Ante Josip "Tony" Mandarich (born September 23, 1966) is a Canadian former American football offensive tackle who played in the National Football League (NFL) for seven seasons. He was selected second overall by the Green Bay Packers in the 1989 NFL Draft and also played for the Indianapolis Colts.

Referred to as "the best offensive line prospect ever", Mandarich was highly touted during his collegiate career at Michigan State, leading to him being selected in the top five of his draft class alongside future Pro Football Hall of Fame players Troy Aikman, Barry Sanders, Derrick Thomas, and Deion Sanders. Mandarich was unable to live up to expectations, however, and was released following four seasons with the team. After five years away from football, he returned with the Colts, where he spent his last three seasons. He is the only top five pick in his draft class not inducted to the Pro Football Hall of Fame.

Football career
Mandarich was born and raised in Oakville, Ontario, Canada, the son of Croatian   immigrants. After his older brother John received a scholarship to play football at Kent State University in Kent, Ohio, John convinced his parents to allow Tony to play his senior year of high school football at Theodore Roosevelt High School in Kent to improve his chances of receiving a scholarship. Recruited to Michigan State University by defensive back coach Nick Saban, Mandarich played in the 1988 Rose Bowl and was named a First-team All-American, an Outland Award finalist and a two-time Big Ten Lineman of the Year. Upon his entry into the 1989 NFL Draft, both scouts and media (most notably Sports Illustrated, which did a cover story on him, nicknaming him "The Incredible Bulk") began trumpeting Mandarich as the best offensive line prospect ever, touting his "measurables." "He weighed 330, ran the 40 [yard dash] in 4.65 seconds, did a standing long jump of 10'3", leaped vertically 30" and bench-pressed 225 pounds an unheard-of 39 times". He appeared on the cover of Sports Illustrated twice and was also a colorful character, illustrated by such instances as challenging then–Heavyweight Boxing Champion Mike Tyson to a fight, missing scheduled public appearances due to being drunk or hungover, his well-documented love of the band Guns N' Roses (he had a dog named Axl and also a tattoo of the cross-design from the cover of Appetite for Destruction on his arm), and referring to Green Bay as "a village".

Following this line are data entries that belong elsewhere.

// =============================================================================
// Event Hub — bounded fan-out to client WebSocket subscribers
// =============================================================================
//
// Every subscriber gets its own bounded outbox. `broadcast` serialises the
// envelope once and try-sends to each outbox; a full outbox means the
// subscriber is too slow and is dropped on the spot. The producer never
// blocks on a client.
//
// The hub also owns the ring of recent trade records used for replay and the
// `/api/trade-log` endpoint.
// =============================================================================

use std::collections::{HashMap, HashSet, VecDeque};
use std::sync::atomic::{AtomicU64, Ordering};

use chrono::Utc;
use parking_lot::RwLock;
use tokio::sync::mpsc;
use tracing::{debug, info, warn};

use crate::types::TradeRecord;

struct Subscriber {
    tx: mpsc::Sender<String>,
    /// Canonical symbols this subscriber wants. Empty means everything.
    filter: HashSet<String>,
}

pub struct EventHub {
    subscribers: RwLock<HashMap<u64, Subscriber>>,
    next_id: AtomicU64,
    recent_trades: RwLock<VecDeque<TradeRecord>>,
    outbox_size: usize,
    ring_size: usize,
}

impl EventHub {
    pub fn new(outbox_size: usize, ring_size: usize) -> Self {
        Self {
            subscribers: RwLock::new(HashMap::new()),
            next_id: AtomicU64::new(1),
            recent_trades: RwLock::new(VecDeque::with_capacity(ring_size)),
            outbox_size,
            ring_size,
        }
    }

    // -------------------------------------------------------------------------
    // Subscriptions
    // -------------------------------------------------------------------------

    /// Register a subscriber and hand back its id and outbox receiver.
    pub fn subscribe(&self) -> (u64, mpsc::Receiver<String>) {
        let (tx, rx) = mpsc::channel(self.outbox_size);
        let id = self.next_id.fetch_add(1, Ordering::Relaxed);
        self.subscribers.write().insert(
            id,
            Subscriber {
                tx,
                filter: HashSet::new(),
            },
        );
        info!(subscriber = id, "hub subscriber added");
        (id, rx)
    }

    pub fn unsubscribe(&self, id: u64) {
        if self.subscribers.write().remove(&id).is_some() {
            info!(subscriber = id, "hub subscriber removed");
        }
    }

    /// Narrow (or widen) a subscriber's symbol filter.
    pub fn add_symbols(&self, id: u64, symbols: &[String]) {
        if let Some(sub) = self.subscribers.write().get_mut(&id) {
            sub.filter.extend(symbols.iter().cloned());
        }
    }

    pub fn remove_symbols(&self, id: u64, symbols: &[String]) {
        if let Some(sub) = self.subscribers.write().get_mut(&id) {
            for s in symbols {
                sub.filter.remove(s);
            }
        }
    }

    pub fn subscriber_count(&self) -> usize {
        self.subscribers.read().len()
    }

    // -------------------------------------------------------------------------
    // Broadcasting
    // -------------------------------------------------------------------------

    /// Fan an event out to every matching subscriber. Slow subscribers are
    /// disconnected rather than ever blocking the producer.
    pub fn broadcast(&self, event_type: &str, symbol: Option<&str>, data: serde_json::Value) {
        let envelope = serde_json::json!({
            "type": event_type,
            "data": data,
            "ts": Utc::now().to_rfc3339(),
        });
        let frame = envelope.to_string();

        let mut dropped: Vec<u64> = Vec::new();
        {
            let subs = self.subscribers.read();
            for (&id, sub) in subs.iter() {
                if let Some(sym) = symbol {
                    if !sub.filter.is_empty() && !sub.filter.contains(sym) {
                        continue;
                    }
                }
                match sub.tx.try_send(frame.clone()) {
                    Ok(()) => {}
                    Err(mpsc::error::TrySendError::Full(_)) => {
                        warn!(subscriber = id, "outbox full — dropping slow subscriber");
                        dropped.push(id);
                    }
                    Err(mpsc::error::TrySendError::Closed(_)) => {
                        debug!(subscriber = id, "outbox closed — removing subscriber");
                        dropped.push(id);
                    }
                }
            }
        }

        if !dropped.is_empty() {
            let mut subs = self.subscribers.write();
            for id in dropped {
                subs.remove(&id);
            }
        }
    }

    // -------------------------------------------------------------------------
    // Trade ring
    // -------------------------------------------------------------------------

    /// Record a trade in the replay ring and broadcast it.
    pub fn record_trade(&self, record: TradeRecord) {
        {
            let mut ring = self.recent_trades.write();
            ring.push_back(record.clone());
            while ring.len() > self.ring_size {
                ring.pop_front();
            }
        }

        let symbol = record.symbol.clone();
        match serde_json::to_value(&record) {
            Ok(data) => self.broadcast("trade_update", Some(&symbol), data),
            Err(e) => warn!(error = %e, "trade record failed to serialise"),
        }
    }

    /// The most recent `limit` trades, oldest first.
    pub fn recent_trades(&self, limit: usize) -> Vec<TradeRecord> {
        let ring = self.recent_trades.read();
        let start = ring.len().saturating_sub(limit);
        ring.iter().skip(start).cloned().collect()
    }
}

impl std::fmt::Debug for EventHub {
    fn fmt(&self, f: &mut std::fmt::Formatter<'_>) -> std::fmt::Result {
        f.debug_struct("EventHub")
            .field("subscribers", &self.subscriber_count())
            .field("recent_trades", &self.recent_trades.read().len())
            .field("outbox_size", &self.outbox_size)
            .finish()
    }
}

// =============================================================================
// Tests
// =============================================================================
#[cfg(test)]
mod tests {
    use super::*;
    use crate::types::OrderSide;
    use rust_decimal_macros::dec;
    use uuid::Uuid;

    fn trade(symbol: &str) -> TradeRecord {
        TradeRecord {
            id: Uuid::new_v4().to_string(),
            symbol: symbol.to_string(),
            side: OrderSide::Buy,
            qty: dec!(1),
            price: dec!(100),
            value: dec!(100),
            ts: Utc::now(),
            realized_pnl: None,
            realized_pnl_pct: None,
            status: "open".to_string(),
        }
    }

    #[tokio::test]
    async fn subscriber_receives_broadcasts() {
        let hub = EventHub::new(16, 10);
        let (_id, mut rx) = hub.subscribe();

        hub.broadcast("status", None, serde_json::json!({"heartbeat": true}));
        let frame = rx.recv().await.unwrap();
        let parsed: serde_json::Value = serde_json::from_str(&frame).unwrap();
        assert_eq!(parsed["type"], "status");
        assert_eq!(parsed["data"]["heartbeat"], true);
        assert!(parsed["ts"].is_string());
    }

    #[tokio::test]
    async fn symbol_filter_scopes_tagged_events() {
        let hub = EventHub::new(16, 10);
        let (id, mut rx) = hub.subscribe();
        hub.add_symbols(id, &["BTCUSD".to_string()]);

        hub.broadcast("signal_update", Some("ETHUSD"), serde_json::json!({}));
        hub.broadcast("signal_update", Some("BTCUSD"), serde_json::json!({}));
        // Untagged events always pass the filter.
        hub.broadcast("status", None, serde_json::json!({}));

        let first: serde_json::Value = serde_json::from_str(&rx.recv().await.unwrap()).unwrap();
        assert_eq!(first["type"], "signal_update");
        let second: serde_json::Value = serde_json::from_str(&rx.recv().await.unwrap()).unwrap();
        assert_eq!(second["type"], "status");
    }

    #[tokio::test]
    async fn slow_subscriber_is_dropped_fast_one_keeps_everything() {
        let hub = std::sync::Arc::new(EventHub::new(256, 10));

        // Slow subscriber: never reads.
        let (_slow_id, slow_rx) = hub.subscribe();

        // Fast subscriber: drains continuously.
        let (_fast_id, mut fast_rx) = hub.subscribe();
        let collector = tokio::spawn(async move {
            let mut count = 0usize;
            while fast_rx.recv().await.is_some() {
                count += 1;
            }
            count
        });

        const TOTAL: usize = 10_000;
        for i in 0..TOTAL {
            hub.broadcast("trade_update", None, serde_json::json!({"seq": i}));
            if i % 64 == 0 {
                tokio::task::yield_now().await;
            }
        }

        // The slow subscriber blew through its outbox and was removed.
        assert_eq!(hub.subscriber_count(), 1);
        drop(slow_rx);

        // Closing the hub ends the fast subscriber's stream; it must have
        // seen every event.
        hub.unsubscribe(_fast_id);
        let received = collector.await.unwrap();
        assert_eq!(received, TOTAL);
    }

    #[test]
    fn trade_ring_evicts_oldest() {
        let hub = EventHub::new(16, 3);
        for sym in ["A", "B", "C", "D"] {
            hub.record_trade(trade(sym));
        }
        let recent = hub.recent_trades(10);
        assert_eq!(recent.len(), 3);
        assert_eq!(recent[0].symbol, "B");
        assert_eq!(recent[2].symbol, "D");
    }

    #[test]
    fn recent_trades_limit() {
        let hub = EventHub::new(16, 10);
        for sym in ["A", "B", "C", "D"] {
            hub.record_trade(trade(sym));
        }
        let recent = hub.recent_trades(2);
        assert_eq!(recent.len(), 2);
        assert_eq!(recent[0].symbol, "C");
        assert_eq!(recent[1].symbol, "D");
    }
}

Going into the 1989 draft, Mandarich was considered one of the best prospects for an offensive lineman ever and a top-five pick. Mandarich was selected second overall by the Green Bay Packers.

Drafted as an offensive tackle, Mandarich never lived up to the stellar expectations set for him. After a lengthy holdout, which was not settled until the week before the regular-season kickoff, he spent most of his first year on the special-teams unit. He was also known for having attitude issues. He was quoted as saying: "I am not like other players, I am Tony Mandarich, and they have to understand that. If they don't like it, that is just the way I am and they are going to learn to like it." After three seasons of lackluster performance on a four-year contract, Mandarich was cut in 1992 by the Packers who cited a non-football injury.  Mandarich is often referred to as one of the top 5 bust NFL draft picks of all time, having been drafted ahead of such future NFL stars as Barry Sanders, Derrick Thomas, Deion Sanders, Steve Atwater, Eric Metcalf, and Andre Rison. The September 28, 1992, cover of Sports Illustrated featuring Mandarich labelled him "The NFL's Incredible Bust".

The question of steroid use has been discussed as a possible factor in Mandarich's spectacular failure. Mandarich did not admit his steroid use until 2008. Until then, he publicly blamed his work ethic in a 2003 Milwaukee Journal-Sentinel article: "I wanted to create as much hype as I could for many different reasons—exposure, negotiation leverage, you name it. And it all worked, except the performance wasn't there when it was time to play football."  The first Sports Illustrated cover story included allegations of steroid abuse in college, however, mentioning acne of his arms and premature balding.

After getting cut by the Packers, he went to Traverse City, Michigan, for two years, addicted to drugs and alcohol. His family checked him into a rehabilitation clinic on March 23, 1995, and he became sober.  Mandarich returned to football for three years between 1996 and 1998 with the Indianapolis Colts starting all 16 games during the 1997 season. He retired from football in 1998 due to a shoulder injury.

Post-football career
After his career was over, he moved back to Canada. He owned a golf course and remarried his wife Char in 2004.  From September 2004 until September 2005, Mandarich served as an NFL analyst for The Score TV sports network in Canada. He quit in October 2005 and moved to Arizona.

He now runs a photography studio, having begun doing nature photography as a hobby in 1990.  Mandarich has expanded his business, named Mandarich Media Group, to include photography, video production, web design, search engine optimization, and Internet marketing.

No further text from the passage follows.